О главном историческом событии
На мою жизнь пришлись многие исторические события, но самое главное — это победа. Победа в Великой Отечественной войне. Мне было 13 лет, и я хорошо помню этот день. Я была дома с подружками, и вдруг среди дня пришел отец, я еще удивилась, почему это он днем оказался дома. Он зашел и говорит — да вы что тут торчите, а ну идите на Дворцовую площадь! Мы побежали на Дворцовую и застали там толпу ликующих людей. Это было полнейшее, всеобщее ликование. Несмотря на то что это был Ленинград, который огромное, невозможное количество своих жителей потерял и на фронтах, и в страшной блокаде. Блокада была снята всего за неполных полтора года до победы, и память о ней была очень сильна. Даже не память, а совсем свежее, вчерашнее воспоминание. У меня были родственники, которые в блокаде умерли, у меня есть друзья, которые выжили, но потеряли близких, некоторые из таких друзей и сейчас живы.

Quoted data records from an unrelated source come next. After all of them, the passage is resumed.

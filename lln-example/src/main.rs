use lln_core::config::{parse_seed, parse_trials};
use lln_core::io::load_categories;
use lln_core::{Ensemble, Simulation, SimulationConfig};

/// Usage: `lln-example [categories.txt] [trials] [seed]`
fn main() -> Result<(), Box<dyn std::error::Error>> {
    env_logger::init();
    let args: Vec<String> = std::env::args().skip(1).collect();

    // Start from the default bag: 4 green, 3 yellow, 3 red chips, 50 draws
    let mut config = SimulationConfig::default();

    // A category file replaces the default bag (one "name weight" per line)
    if let Some(path) = args.first() {
        let set = load_categories(path)?;
        config.categories = set
            .categories()
            .iter()
            .map(|c| (c.name().to_owned(), c.weight() as i64))
            .collect();
    }
    if let Some(trials) = args.get(1) {
        config.trials = parse_trials(trials)?;
    }
    config.seed = match args.get(2) {
        Some(seed) => parse_seed(seed)?,
        None => Some(2024),
    };

    // Invalid configurations are reported, never silently fixed
    let mut broken = config.clone();
    broken.trials = 0;
    match Simulation::new(&broken) {
        Ok(_) => println!("Should not happen"),
        Err(e) => println!("Rejected as expected: {e}"),
    }

    let simulation = Simulation::new(&config)?;
    let theoretical = simulation.theoretical();

    println!("Theoretical probabilities:");
    for (name, percent) in theoretical.percentages() {
        println!("- {name}: {percent}");
    }

    // Stream records one at a time, printing about 10 checkpoints
    let step = (simulation.trials() / 10).max(1);
    println!("\nTrial  {}", simulation.categories().names().collect::<Vec<_>>().join("  "));
    for record in simulation.stream() {
        if record.trial % step == 0 || record.trial == simulation.trials() {
            let row: Vec<String> = record.frequencies.iter().map(|f| format!("{f:.3}")).collect();
            println!("{:>5}  {}", record.trial, row.join("  "));
        }
    }

    // The batch form gives exactly the same trajectory
    let report = simulation.run();
    println!("\nFinal counts: {:?}", report.final_counts);

    // Repeat with many seeds and a large N to watch the gap close
    let ensemble = Ensemble::new(simulation.categories().clone(), 100_000, 8, simulation.seed())?;
    let convergence = ensemble.run();
    println!("\nAfter {} draws, across {} seeds:", convergence.trials, convergence.runs.len());
    for deviation in &convergence.categories {
        println!(
            "- {}: theoretical {:.4}, mean {:.4}, worst gap {:.4}",
            deviation.name, deviation.theoretical, deviation.mean_frequency, deviation.max_abs_deviation
        );
    }
    println!("Within 1%: {}", convergence.converged(0.01));

    Ok(())
}
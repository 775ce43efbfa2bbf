//! # Driver input script interpreter module
//!
//! This module provides an interpreter for driver input scripts, allowing a
//! teleop session to be replayed without a physical controller.
//!
//! A script contains one entry per line in the form `<time_s>: <json>;` where
//! the JSON payload is a [`ControllerState`]. For example:
//!
//! ```text
//! 0.0: {};
//! 1.5: {"left_y": 80, "right_y": 80, "r1": true};
//! 4.0: {"l2": true};
//! 6.0: {};
//! ```

// ---------------------------------------------------------------------------
// IMPORTS
// ---------------------------------------------------------------------------

// External
use std::collections::VecDeque;
use std::path::{Path, PathBuf};
use std::fs;
use regex::RegexBuilder;
use thiserror::Error;

// Internal
use hw_if::input::{ControllerState, InputParseError};

// ---------------------------------------------------------------------------
// DATA STRUCTURES
// ---------------------------------------------------------------------------

/// A controller state which is scripted to occur at a specific time.
struct Entry {
    /// The time the state becomes active at
    exec_time_s: f64,

    /// The controller state
    state: ControllerState
}

/// A script interpreter.
///
/// After initialising with the path to the script to run use
/// `.get_pending` to acquire the controller state that is now active.
pub struct ScriptInterpreter {
    _script_path: PathBuf,
    entries: VecDeque<Entry>
}

// ---------------------------------------------------------------------------
// ENUMERATIONS
// ---------------------------------------------------------------------------

#[derive(Debug, Error)]
pub enum ScriptError {
    #[error("Could not find the script at {0}")]
    ScriptNotFound(String),

    #[error("Could not load the script: {0}")]
    ScriptLoadError(std::io::Error),

    #[error("The script is empty (or is so bad it can't be read)")]
    ScriptEmpty,

    #[error(
        "Script contains an invalid timestamp: {0}. \
        Should be a float (like 1.0)")]
    InvalidTimestamp(String),

    #[error("Script contains an invalid controller state at {0} s: {1}")]
    InvalidInput(f64, InputParseError),

    #[error("Script timestamps must be increasing, found {1} s after {0} s")]
    OutOfOrder(f64, f64)
}

/// Result of polling the interpreter.
#[derive(Debug, PartialEq)]
pub enum PendingInput {
    /// No new controller state since the last poll.
    None,

    /// The most recent controller state whose time has elapsed.
    Some(ControllerState),

    /// All entries have been consumed.
    EndOfScript
}

// ---------------------------------------------------------------------------
// IMPLEMENTATIONS
// ---------------------------------------------------------------------------

impl ScriptInterpreter {

    /// Create a new interpreter from the given script path.
    pub fn new<P: AsRef<Path>>(script_path: P) -> Result<Self, ScriptError> {

        let path = PathBuf::from(script_path.as_ref());

        if !path.exists() {
            return Err(ScriptError::ScriptNotFound(path.display().to_string()));
        }

        let script = fs::read_to_string(&path)
            .map_err(ScriptError::ScriptLoadError)?;

        let mut interp = Self::from_str(&script)?;
        interp._script_path = path;

        Ok(interp)
    }

    /// Create a new interpreter from the contents of a script.
    pub fn from_str(script: &str) -> Result<Self, ScriptError> {
        let mut entries: VecDeque<Entry> = VecDeque::new();

        // Go through the script executing __the magic regex__.
        let re = RegexBuilder::
            new(r"^\s*(\d+(\.\d+)?)\s*:\s*([^;]*);")
            .multi_line(true)
            .build()
            .expect("Script regex is invalid");

        for cap in re.captures_iter(script) {
            let exec_time_s: f64 = cap[1]
                .parse()
                .map_err(|e| ScriptError::InvalidTimestamp(format!("{}", e)))?;

            let state = ControllerState::from_json(&cap[3])
                .map_err(|e| ScriptError::InvalidInput(exec_time_s, e))?;

            if let Some(prev) = entries.back() {
                if exec_time_s < prev.exec_time_s {
                    return Err(ScriptError::OutOfOrder(prev.exec_time_s, exec_time_s))
                }
            }

            entries.push_back(Entry {
                exec_time_s,
                state
            });
        }

        if entries.is_empty() {
            return Err(ScriptError::ScriptEmpty)
        }

        Ok(ScriptInterpreter {
            _script_path: PathBuf::new(),
            entries
        })
    }

    /// Return the newest controller state whose time is earlier than
    /// `current_time_s`, skipping any states which were superseded since the
    /// last poll.
    pub fn get_pending(&mut self, current_time_s: f64) -> PendingInput {

        if self.entries.is_empty() {
            return PendingInput::EndOfScript
        }

        let mut latest = None;

        while let Some(entry) = self.entries.front() {
            if entry.exec_time_s > current_time_s {
                break;
            }
            latest = self.entries.pop_front().map(|e| e.state);
        }

        match latest {
            Some(s) => PendingInput::Some(s),
            None => PendingInput::None
        }
    }

    /// Get the number of entries remaining in the script
    pub fn get_num_entries(&self) -> usize {
        self.entries.len()
    }

    /// Get the length of the script in seconds
    pub fn get_duration(&self) -> f64 {
        match self.entries.back() {
            Some(e) => e.exec_time_s,
            None => 0f64
        }
    }
}

#[cfg(test)]
mod test {
    use super::*;

    const SCRIPT: &str = "
        0.0: {};
        1.0: {\"left_y\": 80, \"right_y\": 80, \"r1\": true};
        1.5: {\"l2\": true};
        3.0: {};
    ";

    #[test]
    fn test_parse_script() {
        let si = ScriptInterpreter::from_str(SCRIPT).unwrap();
        assert_eq!(si.get_num_entries(), 4);
        assert_eq!(si.get_duration(), 3.0);
    }

    #[test]
    fn test_pending_returns_latest() {
        let mut si = ScriptInterpreter::from_str(SCRIPT).unwrap();

        assert_eq!(si.get_pending(0.5), PendingInput::Some(ControllerState::default()));
        assert_eq!(si.get_pending(0.6), PendingInput::None);

        // Both the 1.0 and 1.5 entries have elapsed, only the newest is returned
        match si.get_pending(2.0) {
            PendingInput::Some(s) => {
                assert!(s.l2);
                assert!(!s.r1);
            },
            p => panic!("Expected a controller state, got {:?}", p)
        }

        assert_eq!(si.get_pending(3.0), PendingInput::Some(ControllerState::default()));
        assert_eq!(si.get_pending(3.1), PendingInput::EndOfScript);
    }

    #[test]
    fn test_empty_script() {
        assert!(matches!(
            ScriptInterpreter::from_str("# nothing here"),
            Err(ScriptError::ScriptEmpty)
        ));
    }

    #[test]
    fn test_invalid_input() {
        assert!(matches!(
            ScriptInterpreter::from_str("1.0: {\"left_y\": \"up\"};"),
            Err(ScriptError::InvalidInput(t, _)) if t == 1.0
        ));
    }

    #[test]
    fn test_out_of_order() {
        assert!(matches!(
            ScriptInterpreter::from_str("2.0: {};\n1.0: {};"),
            Err(ScriptError::OutOfOrder(_, _))
        ));
    }
}
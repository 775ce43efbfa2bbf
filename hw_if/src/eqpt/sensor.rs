//! # Sensor Equipment

// ------------------------------------------------------------------------------------------------
// TRAITS
// ------------------------------------------------------------------------------------------------

/// An optical sensor reporting the hue of the object in front of it.
pub trait HueSensor {
    /// Read the current hue in degrees.
    ///
    /// A healthy sensor reports a value in `[0, 360)`. A disconnected or faulty sensor may report
    /// anything, including NaN, and callers must not assume the range holds.
    fn read_hue(&mut self) -> f64;
}

impl<T: HueSensor + ?Sized> HueSensor for Box<T> {
    fn read_hue(&mut self) -> f64 {
        (**self).read_hue()
    }
}
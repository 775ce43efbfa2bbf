//! # Robot library.
//!
//! This library holds everything the robot executable runs: the colour sort controller, the
//! actuator arbiter, operator and autonomous control, and the simulated hardware used when running
//! off-robot.

// ------------------------------------------------------------------------------------------------
// MODULES
// ------------------------------------------------------------------------------------------------

/// Actuator arbiter - owns final write access to every spinner
pub mod arbiter;

/// Autonomous routines - scripted sequences of chassis and mechanism steps
pub mod auto;

/// Chassis parameters - configuration handed to the motion control library
pub mod chassis;

/// Colour sort - classifies the hue sensor reading and drives the spinners
pub mod color_sort;

/// Global data store for the driver control loop
pub mod data_store;

/// Blocking delay implementation for the host
pub mod delay;

/// Intake rollers and scoring mode
pub mod intake;

/// Executable parameters
pub mod params;

/// Robot - the equipment the control loops drive
pub mod robot;

/// Simulated equipment backends
pub mod sim;

/// Teleoperation - maps controller input to robot commands
pub mod teleop;
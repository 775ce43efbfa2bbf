//! Utility library for the robot control software

// ---------------------------------------------------------------------------
// MODULES
// ---------------------------------------------------------------------------

pub mod archive;
pub mod host;
#[macro_use]
pub mod logger;
pub mod module;
pub mod params;
pub mod session;
pub mod script_interpreter;
pub mod time;

// ---------------------------------------------------------------------------
// REEXPORTS
// ---------------------------------------------------------------------------

pub use hw_if;

// ---------------------------------------------------------------------------
// MACROS
// ---------------------------------------------------------------------------

/// Fire an unrecoverable error which will panic.
/// 
/// # Notes
/// = It is prefered to return a `Result<_,Error>` instead of raising an error
///   as this allows the application to potentially handle.
#[macro_export]
macro_rules! raise_error {
    () => ({
        log::error!("Explicit error raised.");
        std::panic!("Unrecoverable error");
    });
    ($fmt:expr) => ({
        log::error!("{}", $fmt);
        std::panic!("Unrecoverable error");
    });
    ($fmt:expr, $($arg:tt)*) => ({
        log::error!("{}", std::format_args!($fmt, $($arg)+));
        std::panic!("Unrecoverable error");
    });
}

А тогда были живы все, кто выжил в войну, и все они, казалось, были на Дворцовой. Это было сложное смешение неизбывного горя и всепобеждающего счастья — примерно как в финале фильма «Летят журавли», когда Вероника уже точно знает, что ее любимый убит и надежды нет, и она мечется, горюя, между ликующими людьми, но вдруг утирает слезы и раздаривает цветы, которые несла Борису, счастливым незнакомым людям. В этой сцене очень точно показан тот настрой, который я помню в День Победы в Ленинграде. Все праздновали. Праздновали не столько победу в войне, сколько конец войны. И это ликование было ослепительным. Совершенно ослепительным.
И еще один счастливейший день: 21 августа 1991 года.
О проблемах и перспективах изучения древнерусского искусства
В последние годы древнерусское искусство, всегда такое популярное, стало мало кому интересным. В изучении моего предмета очень резко изменилась не интонация преподавания, но интонация слушания. То есть посмотреть-послушать студенты ходят. Я своих мучаю походами в Третьяковскую галерею, показываю им иконы. И они ходят. По воскресеньям к 10 утра. И слушают внимательно, с интересом. Но специализироваться не стремятся. Сейчас студенты склонны не к древнерусскому искусству, а к современному, отечественному или зарубежному, благо сейчас можно работать с любыми формами искусства в любой точке мира.
Популярность моего предмета падает не потому, что хуже преподают, а потому что изменилась общественная ситуация.